Lyle sits directly outside of a consultation room as Tom, Weaver, Lourdes, Ben, and a rebel skitter discuss the next moves. There are numerous reaction shots, more than would be necessary if Lyle is simply watching as Pope ordered him to. One shot of him sitting outside would have been enough to establish this, but there are numerous views of him listening and following with his eyes. To me, there could be more at work here than just information for the Beserkers.

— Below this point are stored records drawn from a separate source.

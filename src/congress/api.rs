//! HTTP client for the Congress `members.json` endpoint.

use crate::lookup::LookupError;
use crate::models::Chamber;
use anyhow::{Context, Result};
use serde::Deserialize;
use std::time::Duration;
use tracing::debug;

/// Settings for the ProPublica Congress API.
#[derive(Debug, Clone)]
pub struct CongressSettings {
    pub base_url: String,
    pub api_key: String,
    pub timeout_seconds: u64,
}

/// One member as listed by the members endpoint.
#[derive(Debug, Clone, PartialEq, Deserialize)]
pub struct CongressMember {
    #[serde(default)]
    pub first_name: Option<String>,
    #[serde(default)]
    pub last_name: Option<String>,
    #[serde(default)]
    pub party: Option<String>,
}

#[derive(Debug, Deserialize)]
struct MembersResponse {
    #[serde(default)]
    results: Vec<MembersResult>,
}

#[derive(Debug, Deserialize)]
struct MembersResult {
    #[serde(default)]
    members: Vec<CongressMember>,
}

/// reqwest-backed member listing.
pub struct CongressApi {
    settings: CongressSettings,
    http_client: reqwest::Client,
}

impl CongressApi {
    pub fn new(settings: CongressSettings) -> Result<Self> {
        let http_client = reqwest::Client::builder()
            .timeout(Duration::from_secs(settings.timeout_seconds))
            .build()
            .context("Failed to create HTTP client")?;

        Ok(Self {
            settings,
            http_client,
        })
    }

    fn members_url(&self, congress: u32, chamber: Chamber) -> String {
        format!(
            "{}/{}/{}/members.json",
            self.settings.base_url.trim_end_matches('/'),
            congress,
            chamber.slug()
        )
    }

    /// Build the GET request listing one chamber's members.
    pub fn build_request(
        &self,
        congress: u32,
        chamber: Chamber,
    ) -> std::result::Result<reqwest::Request, LookupError> {
        let request = self
            .http_client
            .get(self.members_url(congress, chamber))
            .header("X-API-Key", &self.settings.api_key)
            .build()?;

        Ok(request)
    }

    /// Members of `chamber` in the given congress.
    ///
    /// Only the first result set is read; a body without one yields no members.
    pub async fn fetch_members(
        &self,
        congress: u32,
        chamber: Chamber,
    ) -> std::result::Result<Vec<CongressMember>, LookupError> {
        let request = self.build_request(congress, chamber)?;
        debug!("Fetching {} members of congress {}", chamber, congress);

        let response = self.http_client.execute(request).await.map_err(|e| {
            LookupError::from_transport(e, &self.settings.base_url, self.settings.timeout_seconds)
        })?;

        let status = response.status();
        if !status.is_success() {
            let body = response.text().await.unwrap_or_default();
            return Err(LookupError::Status {
                status: status.as_u16(),
                body: body.chars().take(200).collect(),
            });
        }

        let bytes = response.bytes().await.map_err(|e| {
            LookupError::from_transport(e, &self.settings.base_url, self.settings.timeout_seconds)
        })?;
        let parsed: MembersResponse = serde_json::from_slice(&bytes).map_err(LookupError::Decode)?;

        Ok(parsed
            .results
            .into_iter()
            .next()
            .map(|result| result.members)
            .unwrap_or_default())
    }
}
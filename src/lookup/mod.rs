//! Candidate lookup against the FollowTheMoney API.
//!
//! This module provides the HTTP source for candidate searches and the
//! soft-failing client that filters results down to exact name matches.

pub mod api;
pub mod client;
pub mod error;

pub use api::{ApiSettings, CandidateSource, FollowTheMoneyApi};
pub use client::LookupClient;
pub use error::LookupError;

#[cfg(test)]
pub mod testing {
    //! In-memory candidate source for tests.

    use super::{CandidateSource, LookupError};
    use crate::models::{Chamber, ContributionRecord};
    use async_trait::async_trait;
    use std::collections::{HashMap, HashSet};
    use std::sync::Mutex;

    #[derive(Default)]
    pub struct StubSource {
        records: HashMap<String, Vec<ContributionRecord>>,
        failures: HashSet<String>,
        pub calls: Mutex<Vec<(String, Chamber)>>,
    }

    impl StubSource {
        pub fn new() -> Self {
            Self::default()
        }

        pub fn with_records(mut self, name: &str, records: Vec<ContributionRecord>) -> Self {
            self.records.insert(name.to_string(), records);
            self
        }

        pub fn with_failure(mut self, name: &str) -> Self {
            self.failures.insert(name.to_string());
            self
        }
    }

    #[async_trait]
    impl CandidateSource for StubSource {
        async fn search(
            &self,
            name: &str,
            chamber: Chamber,
        ) -> Result<Vec<ContributionRecord>, LookupError> {
            self.calls
                .lock()
                .unwrap()
                .push((name.to_string(), chamber));

            if self.failures.contains(name) {
                return Err(LookupError::Status {
                    status: 503,
                    body: "unavailable".to_string(),
                });
            }

            Ok(self.records.get(name).cloned().unwrap_or_default())
        }
    }
}
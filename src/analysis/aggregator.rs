//! Roster parsing and contribution aggregation.
//!
//! This module extracts member names from roster text, looks each one up
//! and sums the matching contribution amounts.

use crate::lookup::{CandidateSource, LookupClient};
use crate::models::{Chamber, ContributionRecord, MemberSummary};
use futures::stream::{self, StreamExt};
use indicatif::{ProgressBar, ProgressStyle};
use tracing::info;

/// Marker that identifies a roster entry line.
pub const NAME_MARKER: &str = "Name:";

/// Options for a single aggregation pass.
#[derive(Debug, Clone)]
pub struct AggregateOptions {
    /// Maximum lookups in flight. 1 means strictly sequential.
    pub concurrency: usize,
    /// Show a progress bar on stderr.
    pub show_progress: bool,
}

impl Default for AggregateOptions {
    fn default() -> Self {
        Self {
            concurrency: 1,
            show_progress: false,
        }
    }
}

/// Extract member names from roster text, in order.
///
/// A line is an entry iff it contains `Name:`; the name is whatever
/// follows the first marker, trimmed.
pub fn parse_roster(roster_text: &str) -> Vec<String> {
    roster_text
        .lines()
        .filter_map(|line| line.split_once(NAME_MARKER))
        .map(|(_, rest)| rest.trim().to_string())
        .collect()
}

/// Sum the `amount` field over a set of records.
///
/// Folds from a positive zero; an empty `f64` sum is `-0.0` and prints as `-0`.
pub fn sum_amounts(records: &[ContributionRecord]) -> f64 {
    records.iter().fold(0.0, |acc, r| acc + r.amount)
}

/// Build one summary per roster entry, in roster order.
///
/// Failed lookups count as zero; no entry is ever dropped.
pub async fn aggregate<S: CandidateSource>(
    client: &LookupClient<S>,
    roster_text: &str,
    chamber: Chamber,
    options: &AggregateOptions,
) -> Vec<MemberSummary> {
    let names = parse_roster(roster_text);
    info!("{}: {} roster entries", chamber, names.len());

    let progress = create_progress_bar(names.len() as u64, chamber, options.show_progress);
    let pb = &progress;

    let summaries: Vec<MemberSummary> = stream::iter(names)
        .map(move |name| async move {
            let records = client.lookup(&name, chamber).await;
            pb.inc(1);
            let total = sum_amounts(&records);
            MemberSummary::new(name, total)
        })
        .buffered(options.concurrency.max(1))
        .collect()
        .await;

    progress.finish_and_clear();
    summaries
}

fn create_progress_bar(len: u64, chamber: Chamber, visible: bool) -> ProgressBar {
    if !visible {
        return ProgressBar::hidden();
    }

    let pb = ProgressBar::new(len);
    if let Ok(style) = ProgressStyle::default_bar()
        .template("{spinner:.green} {msg} [{bar:40.cyan/blue}] {pos}/{len} ({eta})")
    {
        pb.set_style(style.progress_chars("#>-"));
    }
    pb.set_message(chamber.to_string());
    pb
}
//! Data models for the finance report.
//!
//! This module contains the core data structures shared by the lookup
//! client, the aggregator and the report writer.

use serde::{Deserialize, Deserializer};
use std::fmt;
use std::path::PathBuf;

/// Legislative chamber a roster belongs to.
#[derive(Debug, Clone, Copy, PartialEq, Eq, Hash)]
pub enum Chamber {
    /// House of Representatives (office code `H`)
    House,
    /// Senate (office code `S`)
    Senate,
}

impl fmt::Display for Chamber {
    fn fmt(&self, f: &mut fmt::Formatter<'_>) -> fmt::Result {
        match self {
            Chamber::House => write!(f, "House"),
            Chamber::Senate => write!(f, "Senate"),
        }
    }
}

impl Chamber {
    /// Processing order for a full run: house first, then senate.
    pub const ALL: [Chamber; 2] = [Chamber::House, Chamber::Senate];

    /// Office filter sent to the remote search endpoint.
    pub fn office_code(&self) -> &'static str {
        match self {
            Chamber::House => "H",
            Chamber::Senate => "S",
        }
    }

    /// Lowercase designation used in file names.
    pub fn slug(&self) -> &'static str {
        match self {
            Chamber::House => "house",
            Chamber::Senate => "senate",
        }
    }

    /// Name of the roster file read for this chamber.
    pub fn roster_file_name(&self) -> String {
        format!("{}_member_contributions.txt", self.slug())
    }

    /// Name of the report file written for this chamber.
    pub fn report_file_name(&self) -> String {
        format!("{}_member_contributions_with_finance.txt", self.slug())
    }
}

/// One result returned by the candidate search endpoint.
#[derive(Debug, Clone, PartialEq, Deserialize)]
pub struct ContributionRecord {
    /// Candidate first name, if the service provided one.
    #[serde(default)]
    pub first_name: Option<String>,
    /// Candidate last name, if the service provided one.
    #[serde(default)]
    pub last_name: Option<String>,
    /// Contribution amount in dollars.
    #[serde(default, deserialize_with = "deserialize_amount")]
    pub amount: f64,
}

impl ContributionRecord {
    #[cfg(test)]
    pub fn new(first_name: &str, last_name: &str, amount: f64) -> Self {
        Self {
            first_name: Some(first_name.to_string()),
            last_name: Some(last_name.to_string()),
            amount,
        }
    }

    /// `first_name + " " + last_name`, with missing parts treated as empty.
    pub fn full_name(&self) -> String {
        format!(
            "{} {}",
            self.first_name.as_deref().unwrap_or(""),
            self.last_name.as_deref().unwrap_or("")
        )
    }
}

/// The service sends amounts as numbers, but numeric strings and nulls
/// show up in older records.
fn deserialize_amount<'de, D>(deserializer: D) -> Result<f64, D::Error>
where
    D: Deserializer<'de>,
{
    #[derive(Deserialize)]
    #[serde(untagged)]
    enum RawAmount {
        Number(f64),
        Text(String),
    }

    match Option::<RawAmount>::deserialize(deserializer)? {
        None => Ok(0.0),
        Some(RawAmount::Number(n)) => Ok(n),
        Some(RawAmount::Text(s)) => s
            .trim()
            .parse::<f64>()
            .map_err(|_| serde::de::Error::custom(format!("invalid amount: {:?}", s))),
    }
}

/// Aggregated contributions for one roster member.
#[derive(Debug, Clone, PartialEq)]
pub struct MemberSummary {
    /// Name as it appears in the roster.
    pub name: String,
    /// Sum of matched amounts (zero when nothing matched).
    pub financial_contributions: f64,
}

impl MemberSummary {
    pub fn new(name: impl Into<String>, financial_contributions: f64) -> Self {
        Self {
            name: name.into(),
            financial_contributions,
        }
    }
}

/// Statistics for one processed chamber.
#[derive(Debug, Clone)]
pub struct ChamberOutcome {
    /// Chamber that was processed.
    pub chamber: Chamber,
    /// Number of member summaries written.
    pub members: usize,
    /// Lookups that failed and were counted as zero.
    pub lookups_failed: usize,
    /// Sum over all members.
    pub total_contributions: f64,
    /// Where the report was written.
    pub output_path: PathBuf,
}

impl ChamberOutcome {
    /// Build an outcome from the summaries of a finished chamber.
    pub fn from_summaries(
        chamber: Chamber,
        summaries: &[MemberSummary],
        lookups_failed: usize,
        output_path: PathBuf,
    ) -> Self {
        Self {
            chamber,
            members: summaries.len(),
            lookups_failed,
            total_contributions: summaries
                .iter()
                .fold(0.0, |acc, s| acc + s.financial_contributions),
            output_path,
        }
    }
}
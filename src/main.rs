//! Influence Finance - campaign-finance totals for legislators
//!
//! Reads a roster per chamber, looks each member up in the FollowTheMoney
//! API, sums the matching contributions and writes a text report per
//! chamber next to the roster. With `--fetch-rosters` it instead rewrites
//! the rosters from the ProPublica Congress API.
//!
//! Exit codes:
//!   0 - Success (individual lookup failures are logged and counted as zero)
//!   1 - Fatal error (missing roster, unwritable report or roster, missing API key, bad config)

mod analysis;
mod cli;
mod config;
mod congress;
mod lookup;
mod models;
mod report;

use analysis::AggregateOptions;
use anyhow::{Context, Result};
use cli::Args;
use config::{Config, CONFIG_FILE_NAME};
use congress::{CongressApi, CongressSettings};
use lookup::{ApiSettings, CandidateSource, FollowTheMoneyApi, LookupClient};
use models::{Chamber, ChamberOutcome};
use std::path::Path;
use std::time::Instant;
use tracing::{debug, error, info, warn};
use tracing_subscriber::FmtSubscriber;

#[tokio::main]
async fn main() -> Result<()> {
    // Populate the environment from a local, untracked .env (if any)
    // before clap reads env-backed flags.
    dotenvy::dotenv().ok();

    let args = Args::parse_args();

    if let Err(e) = args.validate() {
        eprintln!("Error: {}", e);
        std::process::exit(1);
    }

    if args.init_config {
        return handle_init_config();
    }

    init_logging(&args);

    info!("Influence Finance v{}", env!("CARGO_PKG_VERSION"));
    debug!("Chambers: {:?}, dry run: {}", args.chamber, args.dry_run);

    if let Err(e) = run(args).await {
        error!("Run failed: {:#}", e);
        eprintln!("\n❌ Error: {:#}", e);
        std::process::exit(1);
    }

    Ok(())
}

/// Handle --init-config: generate a default .influence.toml.
fn handle_init_config() -> Result<()> {
    let path = Path::new(CONFIG_FILE_NAME);

    if path.exists() {
        eprintln!(
            "⚠️  {} already exists. Remove it first or edit it manually.",
            CONFIG_FILE_NAME
        );
        std::process::exit(1);
    }

    let content = Config::default_toml();
    std::fs::write(path, &content)
        .with_context(|| format!("Failed to write {}", CONFIG_FILE_NAME))?;

    println!("✅ Created {} with default settings.", CONFIG_FILE_NAME);
    Ok(())
}

/// Initialize logging based on verbosity settings.
fn init_logging(args: &Args) {
    let level = args.log_level();

    let subscriber = FmtSubscriber::builder()
        .with_max_level(level)
        .with_target(false)
        .with_thread_ids(false)
        .with_file(false)
        .with_line_number(false)
        .compact()
        .finish();

    tracing::subscriber::set_global_default(subscriber).expect("Failed to set tracing subscriber");
}

/// Process every selected chamber, in order.
async fn run(args: Args) -> Result<()> {
    let start_time = Instant::now();

    let mut config = load_config(&args)?;
    config.merge_with_args(&args);
    config.validate()?;

    let data_dir = config.general.data_dir.clone();
    let chambers = args.chamber.chambers();

    if let Some(congress_number) = args.fetch_rosters {
        return handle_fetch_rosters(&args, &config, congress_number, &chambers).await;
    }

    if args.dry_run {
        return handle_dry_run(&data_dir, &chambers);
    }

    let api_key = args
        .api_key
        .clone()
        .filter(|key| !key.trim().is_empty())
        .context("FOLLOWTHEMONEY_API_KEY is not set (export it or add it to .env)")?;

    let api = FollowTheMoneyApi::new(ApiSettings {
        base_url: config.api.base_url.clone(),
        api_key,
        timeout_seconds: config.api.timeout_seconds,
    })?;
    let client = LookupClient::new(api);

    let options = AggregateOptions {
        concurrency: config.general.concurrency,
        show_progress: !args.quiet,
    };

    println!("💰 Fetching campaign-finance data");
    println!("   API: {}", config.api.base_url);
    println!("   Data: {}", data_dir.display());
    println!("   Timeout: {}s", config.api.timeout_seconds);

    let mut outcomes = Vec::new();
    for chamber in chambers {
        println!("\n🏛️  Processing {} roster...", chamber);
        outcomes.push(process_chamber(&client, &data_dir, chamber, &options).await?);
    }

    println!("\n📊 Summary:");
    for outcome in &outcomes {
        println!(
            "   {}: {} members, ${} total, {} failed lookups -> {}",
            outcome.chamber,
            outcome.members,
            outcome.total_contributions,
            outcome.lookups_failed,
            outcome.output_path.display()
        );
    }
    println!("   Duration: {:.1}s", start_time.elapsed().as_secs_f64());
    println!("\n✅ Done!");

    Ok(())
}

/// Read, aggregate and write the report for one chamber.
async fn process_chamber<S: CandidateSource>(
    client: &LookupClient<S>,
    data_dir: &Path,
    chamber: Chamber,
    options: &AggregateOptions,
) -> Result<ChamberOutcome> {
    let roster_text = read_roster(data_dir, chamber)?;
    let failed_before = client.failed_lookups();

    let summaries = analysis::aggregate(client, &roster_text, chamber, options).await;

    let lookups_failed = client.failed_lookups() - failed_before;
    if lookups_failed > 0 {
        warn!(
            "{}: {} lookups failed and were counted as $0",
            chamber, lookups_failed
        );
    }

    let output_path = report::report_path(data_dir, chamber);
    report::write_report(&output_path, &summaries)?;
    info!(
        "{}: wrote {} members to {}",
        chamber,
        summaries.len(),
        output_path.display()
    );

    Ok(ChamberOutcome::from_summaries(
        chamber,
        &summaries,
        lookups_failed,
        output_path,
    ))
}

/// Read a chamber's roster file from the data directory.
fn read_roster(data_dir: &Path, chamber: Chamber) -> Result<String> {
    let path = data_dir.join(chamber.roster_file_name());
    std::fs::read_to_string(&path)
        .with_context(|| format!("Failed to read {} roster: {}", chamber, path.display()))
}

/// Handle --dry-run: parse the rosters, list members, exit.
fn handle_dry_run(data_dir: &Path, chambers: &[Chamber]) -> Result<()> {
    println!("\n🔍 Dry run: parsing rosters (no API calls)...");

    for &chamber in chambers {
        let names = analysis::parse_roster(&read_roster(data_dir, chamber)?);

        println!("\n   {} ({} members):", chamber, names.len());
        for name in &names {
            println!("     👤 {}", name);
        }
        println!(
            "   Would write: {}",
            report::report_path(data_dir, chamber).display()
        );
    }

    println!("\n✅ Dry run complete. No API calls were made.");
    Ok(())
}

/// Handle --fetch-rosters: rewrite the roster files, exit.
async fn handle_fetch_rosters(
    args: &Args,
    config: &Config,
    congress_number: u32,
    chambers: &[Chamber],
) -> Result<()> {
    let api_key = args
        .congress_api_key
        .clone()
        .filter(|key| !key.trim().is_empty())
        .context("PROPUBLICA_CONGRESS_API_KEY is not set (export it or add it to .env)")?;

    let api = CongressApi::new(CongressSettings {
        base_url: config.congress.base_url.clone(),
        api_key,
        timeout_seconds: config.congress.timeout_seconds,
    })?;

    println!("🏛️  Refreshing rosters for congress {}", congress_number);
    println!("   API: {}", config.congress.base_url);
    println!("   Data: {}", config.general.data_dir.display());

    for &chamber in chambers {
        let refresh =
            congress::refresh_roster(&api, &config.general.data_dir, congress_number, chamber)
                .await?;

        match refresh.written {
            Some(path) => println!(
                "   {}: {} members -> {}",
                refresh.chamber,
                refresh.members,
                path.display()
            ),
            None => println!(
                "   ⚠️  {}: nothing fetched, existing roster kept",
                refresh.chamber
            ),
        }
    }

    println!("\n✅ Rosters refreshed.");
    Ok(())
}

/// Load configuration from file or use defaults.
fn load_config(args: &Args) -> Result<Config> {
    if let Some(ref config_path) = args.config {
        info!("Loading config from: {}", config_path.display());
        return Config::load(config_path);
    }

    match Config::load_default()? {
        Some(config) => {
            info!("Loaded default config from {}", CONFIG_FILE_NAME);
            Ok(config)
        }
        None => {
            debug!("No config file found, using defaults");
            Ok(Config::default())
        }
    }
}
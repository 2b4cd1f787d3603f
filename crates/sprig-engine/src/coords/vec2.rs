use core::ops::{Add, Mul, Neg, Sub};

/// 2D vector in logical pixels.
#[derive(Debug, Copy, Clone, Default, PartialEq)]
pub struct Vec2 {
    pub x: f32,
    pub y: f32,
}

impl Vec2 {
    pub const ZERO: Vec2 = Vec2::new(0.0, 0.0);
    pub const ONE: Vec2 = Vec2::new(1.0, 1.0);

    #[inline]
    pub const fn new(x: f32, y: f32) -> Self {
        Self { x, y }
    }

    /// Component-wise product (used for non-uniform scale).
    #[inline]
    pub fn scaled(self, s: Vec2) -> Vec2 {
        Vec2::new(self.x * s.x, self.y * s.y)
    }

    /// Rotates around the origin given a precomputed `(sin, cos)` pair.
    #[inline]
    pub fn rotated(self, sin: f32, cos: f32) -> Vec2 {
        Vec2::new(cos * self.x - sin * self.y, sin * self.x + cos * self.y)
    }
}

impl Add for Vec2 {
    type Output = Vec2;
    #[inline]
    fn add(self, rhs: Vec2) -> Vec2 {
        Vec2::new(self.x + rhs.x, self.y + rhs.y)
    }
}

impl Sub for Vec2 {
    type Output = Vec2;
    #[inline]
    fn sub(self, rhs: Vec2) -> Vec2 {
        Vec2::new(self.x - rhs.x, self.y - rhs.y)
    }
}

impl Mul<f32> for Vec2 {
    type Output = Vec2;
    #[inline]
    fn mul(self, rhs: f32) -> Vec2 {
        Vec2::new(self.x * rhs, self.y * rhs)
    }
}

impl Neg for Vec2 {
    type Output = Vec2;
    #[inline]
    fn neg(self) -> Vec2 {
        Vec2::new(-self.x, -self.y)
    }
}

#[cfg(test)]
mod tests {
    use super::*;

    #[test]
    fn rotated_quarter_turn() {
        let (sin, cos) = std::f32::consts::FRAC_PI_2.sin_cos();
        let r = Vec2::new(1.0, 0.0).rotated(sin, cos);
        assert!((r.x - 0.0).abs() < 1e-6);
        assert!((r.y - 1.0).abs() < 1e-6);
    }

    #[test]
    fn scaled_is_component_wise() {
        assert_eq!(Vec2::new(2.0, 3.0).scaled(Vec2::new(-1.0, 2.0)), Vec2::new(-2.0, 6.0));
    }
}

If my theory is right, Lyle has gained the trust of Pope and is privy to many battle secrets and moves. And Pope’s jealousy and envy of the Mason family status could be blinding him to an enemy inside his own “family”, the Beserkers. Pope has already lost Tector to Weaver and the 2nd Mass and he lost Crazy Lee, which he seems to blame on Tom. Could his emotions be making him miss the mole as he stands beside him?
In the end, a great psychological story, with some amped up questions about how intense this battle between father and whoever is controlling his son could get (very intense). With the Masons off to find Anne and Alexis, we are left with what happens in Charleston with the other players while Tom is away. We still have Kadar’s discovery, Pope having to deal with a new power structure in Marina, and Weaver having to keep the 2nd Mass in fighting shape.
Essentially, we have the setting for a great winding down of the third season of Falling Skies.